In this work, we combine the two techniques in one system to demonstrate quantum optical measurements with undetected photons via frequency comb single photon interferometry. Single photon states with comb structure are prepared by means of stimulated parametric down conversion pumped by a frequency comb laser and an ultra-narrow (1 Hz) seeding laser in a small down conversion regime. Coherence of single (signal) photons generated from two different nonlinear crystals results from indistinguishability of their conjugate entangled (idler) photons. One (signal) photon interference pattern shows almost unit visibility and the latter is modulated by the optical property of material interacting with undetected idler photons [6], i.e., absorption measurement (Fig 1). The visibility V (wave nature) of one photon interference of signal photons and the distinguishability of idler photons K (particle nature) should satisfy the complementary relation, i.e., V2+K2=1. Furthermore, the generated multidimensional frequency encoded single photons show exceptionally longer term phase coherence of single photon pulses due to its frequency comb feature (Fig 2). We note that we generated a multi-dimensional frequency encoded quantum state thanks to the long term phase coherence of frequency comb single photons and believe that our work greatly impacts on the newly emerging frequency-comb-based quantum information technology and on various quantum optical measurements beyond classical limit.
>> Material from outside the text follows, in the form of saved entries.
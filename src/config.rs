//! Runtime configuration.
//!
//! Only one knob comes from the environment: `CXRESET_TIMEOUT_MS`, the time
//! budget for the whole conversation. Bad values never fail startup; they
//! fall back to the default.

use std::time::Duration;

use tracing::debug;

use crate::ipc::DEFAULT_MAX_LINE_BYTES;
use crate::rpc::ClientInfo;

/// Environment variable holding the conversation timeout in milliseconds.
pub const TIMEOUT_ENV_VAR: &str = "CXRESET_TIMEOUT_MS";

pub const DEFAULT_TIMEOUT_MS: u64 = 2_000;
pub const MAX_TIMEOUT_MS: u64 = 10_000;

/// Executable looked up on `PATH`.
pub const DEFAULT_AGENT_PROGRAM: &str = "codex";
pub const DEFAULT_AGENT_SUBCOMMAND: &str = "app-server";

/// Everything a [`RateLimitClient`](crate::RateLimitClient) needs.
#[derive(Debug, Clone, PartialEq, Eq)]
pub struct Config {
    /// Agent executable.
    pub program: String,
    /// Arguments passed to the agent.
    pub args: Vec<String>,
    /// Budget for the entire two-call conversation.
    pub timeout: Duration,
    /// Longest stdout line accepted from the agent.
    pub max_line_bytes: usize,
    pub client_info: ClientInfo,
}

impl Default for Config {
    fn default() -> Self {
        Self {
            program: DEFAULT_AGENT_PROGRAM.to_string(),
            args: vec![DEFAULT_AGENT_SUBCOMMAND.to_string()],
            timeout: Duration::from_millis(DEFAULT_TIMEOUT_MS),
            max_line_bytes: DEFAULT_MAX_LINE_BYTES,
            client_info: ClientInfo::default(),
        }
    }
}

impl Config {
    /// Defaults plus the timeout from [`TIMEOUT_ENV_VAR`].
    pub fn from_env() -> Self {
        Self {
            timeout: timeout_from_env(),
            ..Self::default()
        }
    }

    pub fn with_command<I, S>(mut self, program: impl Into<String>, args: I) -> Self
    where
        I: IntoIterator<Item = S>,
        S: Into<String>,
    {
        self.program = program.into();
        self.args = args.into_iter().map(Into::into).collect();
        self
    }

    /// Set the timeout directly. Unlike the environment variable this is
    /// not clamped.
    pub fn with_timeout(mut self, timeout: Duration) -> Self {
        self.timeout = timeout;
        self
    }

    pub fn with_max_line_bytes(mut self, max_line_bytes: usize) -> Self {
        self.max_line_bytes = max_line_bytes;
        self
    }

    /// Timeout in whole milliseconds, saturating at `u64::MAX`.
    pub fn timeout_millis(&self) -> u64 {
        u64::try_from(self.timeout.as_millis()).unwrap_or(u64::MAX)
    }
}

/// Read [`TIMEOUT_ENV_VAR`] and resolve it with [`parse_timeout`].
pub fn timeout_from_env() -> Duration {
    parse_timeout(std::env::var(TIMEOUT_ENV_VAR).ok().as_deref())
}

/// Resolve a raw timeout setting.
///
/// Missing, blank, non-numeric and non-finite values yield the default.
/// Numeric values are clamped to `[DEFAULT_TIMEOUT_MS, MAX_TIMEOUT_MS]`.
pub fn parse_timeout(raw: Option<&str>) -> Duration {
    let default = Duration::from_millis(DEFAULT_TIMEOUT_MS);

    let Some(raw) = raw.map(str::trim).filter(|s| !s.is_empty()) else {
        return default;
    };

    match raw.parse::<f64>() {
        Ok(millis) if millis.is_finite() => {
            let clamped = millis.clamp(DEFAULT_TIMEOUT_MS as f64, MAX_TIMEOUT_MS as f64);
            Duration::from_millis(clamped as u64)
        }
        _ => {
            debug!(value = raw, "ignoring invalid {}", TIMEOUT_ENV_VAR);
            default
        }
    }
}
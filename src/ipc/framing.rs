//! Newline framing for the agent's stdout stream.
//!
//! Stdout arrives in arbitrary chunks. [`LineFramer`] accumulates bytes and
//! yields each complete `\n`-terminated line, keeping the unterminated tail
//! for the next chunk.
//!
//! # Wire Format
//!
//! ```text
//! {"id":1,"result":{}}\n
//! {"id":2,"result":{"rateLimits":{...}}}\n
//! ```
//!
//! Lines are yielded without the trailing `\n`. Blank lines are passed
//! through; skipping them is the caller's job.

use thiserror::Error;

/// Maximum size of a single line (1MB). The app-server replies are a few
/// hundred bytes, so anything near this is a misbehaving peer.
pub const DEFAULT_MAX_LINE_BYTES: usize = 1024 * 1024;

#[derive(Debug, Clone, PartialEq, Eq, Error)]
pub enum FrameError {
    #[error("line exceeds maximum of {limit} bytes")]
    TooLarge { limit: usize },
}

/// An overflowing push, together with the lines completed before the
/// offending one.
#[derive(Debug, Clone, PartialEq, Eq)]
pub struct FrameOverflow {
    /// Complete lines that preceded the oversized line, in stream order.
    pub lines: Vec<String>,
    pub error: FrameError,
}

/// Splits a byte stream into lines.
#[derive(Debug)]
pub struct LineFramer {
    buffer: Vec<u8>,
    max_line_bytes: usize,
}

impl Default for LineFramer {
    fn default() -> Self {
        Self::new()
    }
}

impl LineFramer {
    pub fn new() -> Self {
        Self::with_limit(DEFAULT_MAX_LINE_BYTES)
    }

    pub fn with_limit(max_line_bytes: usize) -> Self {
        Self {
            buffer: Vec::new(),
            max_line_bytes,
        }
    }

    /// Append `chunk` and return every line it completes.
    ///
    /// Bytes are decoded as UTF-8 only once a line is complete, so a
    /// multi-byte character split across chunks survives intact. Invalid
    /// sequences are replaced rather than rejected.
    ///
    /// # Errors
    ///
    /// Returns [`FrameOverflow`] if any complete line, or the pending tail,
    /// is longer than the configured limit. The overflow still carries the
    /// lines completed before it, so the result does not depend on how the
    /// stream was chunked.
    pub fn push(&mut self, chunk: &[u8]) -> Result<Vec<String>, FrameOverflow> {
        self.buffer.extend_from_slice(chunk);

        let mut lines = Vec::new();
        let mut start = 0;
        while let Some(offset) = self.buffer[start..].iter().position(|b| *b == b'\n') {
            let end = start + offset;
            if end - start > self.max_line_bytes {
                return Err(self.overflow(lines));
            }
            lines.push(String::from_utf8_lossy(&self.buffer[start..end]).into_owned());
            start = end + 1;
        }
        self.buffer.drain(..start);

        if self.buffer.len() > self.max_line_bytes {
            return Err(self.overflow(lines));
        }

        Ok(lines)
    }

    /// Bytes received after the last newline.
    pub fn pending(&self) -> &[u8] {
        &self.buffer
    }

    fn overflow(&mut self, lines: Vec<String>) -> FrameOverflow {
        self.buffer.clear();
        FrameOverflow {
            lines,
            error: FrameError::TooLarge {
                limit: self.max_line_bytes,
            },
        }
    }
}

#[cfg(test)]
mod tests {
    use super::*;
    use pretty_assertions::assert_eq;

    const STREAM: &[u8] = b"{\"id\":1,\"result\":{}}\n\n  \n{\"id\":2,\"result\":{\"note\":\"\xc3\xa9t\xc3\xa9\"}}\r\nnoise\n";

    fn collect(framer: &mut LineFramer, chunks: &[&[u8]]) -> Vec<String> {
        chunks
            .iter()
            .flat_map(|chunk| framer.push(chunk).expect("Push failed"))
            .collect()
    }

    #[test]
    fn test_single_chunk() {
        let mut framer = LineFramer::new();
        let lines = framer.push(STREAM).unwrap();

        assert_eq!(
            lines,
            vec![
                "{\"id\":1,\"result\":{}}".to_string(),
                String::new(),
                "  ".to_string(),
                "{\"id\":2,\"result\":{\"note\":\"été\"}}\r".to_string(),
                "noise".to_string(),
            ]
        );
        assert!(framer.pending().is_empty());
    }

    #[test]
    fn test_retains_partial_tail() {
        let mut framer = LineFramer::new();

        assert_eq!(framer.push(b"{\"id\":1,").unwrap(), Vec::<String>::new());
        assert_eq!(framer.pending(), b"{\"id\":1,");

        let lines = framer.push(b"\"result\":{}}\n{\"id\"").unwrap();
        assert_eq!(lines, vec!["{\"id\":1,\"result\":{}}".to_string()]);
        assert_eq!(framer.pending(), b"{\"id\"");
    }

    #[test]
    fn test_chunking_invariance_two_way_splits() {
        let expected = LineFramer::new().push(STREAM).unwrap();

        for split in 0..=STREAM.len() {
            let mut framer = LineFramer::new();
            let (a, b) = STREAM.split_at(split);
            assert_eq!(collect(&mut framer, &[a, b]), expected, "split at {split}");
        }
    }

    #[test]
    fn test_chunking_invariance_byte_at_a_time() {
        let expected = LineFramer::new().push(STREAM).unwrap();

        let chunks: Vec<&[u8]> = STREAM.chunks(1).collect();
        let mut framer = LineFramer::new();
        assert_eq!(collect(&mut framer, &chunks), expected);
    }

    #[test]
    fn test_chunking_invariance_three_way_splits() {
        let expected = LineFramer::new().push(STREAM).unwrap();

        for first in 0..=STREAM.len() {
            for second in first..=STREAM.len() {
                let mut framer = LineFramer::new();
                let chunks = [&STREAM[..first], &STREAM[first..second], &STREAM[second..]];
                assert_eq!(collect(&mut framer, &chunks), expected);
            }
        }
    }

    #[test]
    fn test_rejects_oversized_pending_tail() {
        let mut framer = LineFramer::with_limit(8);

        assert!(framer.push(b"12345678").is_ok());
        assert_eq!(
            framer.push(b"9"),
            Err(FrameOverflow {
                lines: Vec::new(),
                error: FrameError::TooLarge { limit: 8 },
            })
        );
        assert!(framer.pending().is_empty());
    }

    #[test]
    fn test_rejects_oversized_complete_line() {
        let mut framer = LineFramer::with_limit(4);
        let result = framer.push(b"ok\n0123456789\n");
        assert_eq!(
            result,
            Err(FrameOverflow {
                lines: vec!["ok".to_string()],
                error: FrameError::TooLarge { limit: 4 },
            })
        );
    }

    #[test]
    fn test_overflow_keeps_preceding_lines_regardless_of_chunking() {
        let stream: &[u8] = b"first\nsecond\n0123456789";

        let mut whole = LineFramer::with_limit(8);
        let overflow = whole.push(stream).expect_err("Expected overflow");
        assert_eq!(overflow.lines, vec!["first".to_string(), "second".to_string()]);
        assert_eq!(overflow.error, FrameError::TooLarge { limit: 8 });
        assert!(whole.pending().is_empty());

        for split in 0..=stream.len() {
            let (a, b) = stream.split_at(split);
            let mut framer = LineFramer::with_limit(8);

            let mut lines = Vec::new();
            let mut error = None;
            for chunk in [a, b] {
                match framer.push(chunk) {
                    Ok(more) => lines.extend(more),
                    Err(overflow) => {
                        lines.extend(overflow.lines);
                        error = Some(overflow.error);
                        break;
                    }
                }
            }

            assert_eq!(lines, overflow.lines, "split at {split}");
            assert_eq!(error, Some(overflow.error.clone()), "split at {split}");
        }
    }

    #[test]
    fn test_line_at_limit_is_accepted() {
        let mut framer = LineFramer::with_limit(4);
        assert_eq!(framer.push(b"abcd\n").unwrap(), vec!["abcd".to_string()]);
    }
}
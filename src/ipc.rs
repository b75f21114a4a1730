//! Rate-limit conversation with the Codex app-server over stdio.
//!
//! This module is the core of the crate: it drives a freshly spawned agent
//! through a two-call JSON-RPC exchange and produces exactly one outcome.
//!
//! # Architecture
//!
//! ```text
//! ┌─────────────────┐      stdin / stdout       ┌──────────────────┐
//! │ RateLimitClient │  ◄──────────────────────► │ codex app-server │
//! │  (tokio driver) │    newline-delimited JSON │   (child proc)   │
//! └────────┬────────┘                           └──────────────────┘
//!          │ SessionEvent / SessionAction
//! ┌────────▼────────┐
//! │     Session     │  framing, dispatch, validation, settlement
//! └─────────────────┘
//! ```
//!
//! # Protocol
//!
//! ```text
//! -> {"method":"initialize","id":1,"params":{"clientInfo":{...},"capabilities":{}}}
//! <- {"id":1,"result":{...}}
//! -> {"method":"account/rateLimits/read","id":2}
//! <- {"id":2,"result":{"rateLimits":{"primary":{...},"secondary":{...}}}}
//! ```
//!
//! # Usage
//!
//! ```ignore
//! use cxreset::ipc::RateLimitClient;
//! use cxreset::Config;
//!
//! let limits = RateLimitClient::new(Config::from_env()).fetch().await?;
//! ```

mod client;
mod error;
pub mod framing;
pub mod session;

pub use client::RateLimitClient;
pub use error::{IpcError, SessionOutcome};
pub use framing::{FrameError, FrameOverflow, LineFramer, DEFAULT_MAX_LINE_BYTES};
pub use session::{Phase, Session, SessionAction, SessionEvent, Termination};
Fig. 1. Induced one photon interference (a) Schematics diagram of the experimental setup that the frequency comb single photon interferometry consists of two parametric down converters (PDC) driven by optical frequency comb (OFC) pump beam and sub Hz linewidth continuous wave (CW) seed beam. (b) The visibility of induced one photon interference with respect to the idler beam transmission (T). Dots are experimental data and solid curve is the theoretical function, V=2T|α|2/(2+|α|2+T2|α|2) for |α|2~100. Inset plot is interference fringe versus pump beam path length difference.

Fig. 2. Visibility of one-photon interference with frequency comb encoded single photons. (a) Interference visibilities measured experimentally are plotted with respect to Δxp in Fig. 1(a). The maximum visibility approaches unity, when the two signal beams overlap in space and frequency and when the path-length differences of both the pump and the signal beams are zero. (b) The visibilities are plotted with respect to the Δxs’s of the signal beam in the lower path. Here, the lower signal beam path is deliberately made longer than the upper signal beam path by 1.2 m, which corresponds to c/frep, Δxs’ = Δxs - c/frep, where 1/ frep = 4 ns, c is the speed of light and frep is a repetition rate of OFC. In this figure, the dots and the solid represent the experimental data and the fitted Gaussian function, respectively.

3. References

[1] X. Zou, L. J. Wang, L. Mandel, “Induced coherence and indistinguishability in optical interference,” Phys Rev Lett 67, 318 (1991).

[2] Z. Ou , L. Wang, X. Zou, L. Mandel, “Coherence in two-photon down-conversion induced by a laser,” Phys Rev A 41, 1597 (1990).

[3] G. B. Lemos, V. Borish, G. D. Cole, S. Ramelow, R. Lapkiewicz, A. Zeilinger, Quantum imaging with undetected photons,” Nature 512, 409 (2014).

[4] D. A. Kalashnikov, A. V. Paterova, S. P. Kulik, L. A. Krivitsky, “Infrared spectroscopy with visible light,” Nat Photon 10, 98 (2016).

[5] S. K. Lee, T. H. Yoon, M. Cho, “Quantum optical measurements with undetected photons through vacuum field indistinguishability,” Sci Rep 7, 6558 (2017).

[6] S. K. Lee, N. S. Han, T. H. Yoon, M. Cho, Frequency comb single-photon interferometry. Commun. Phys. 1, 51 (2018).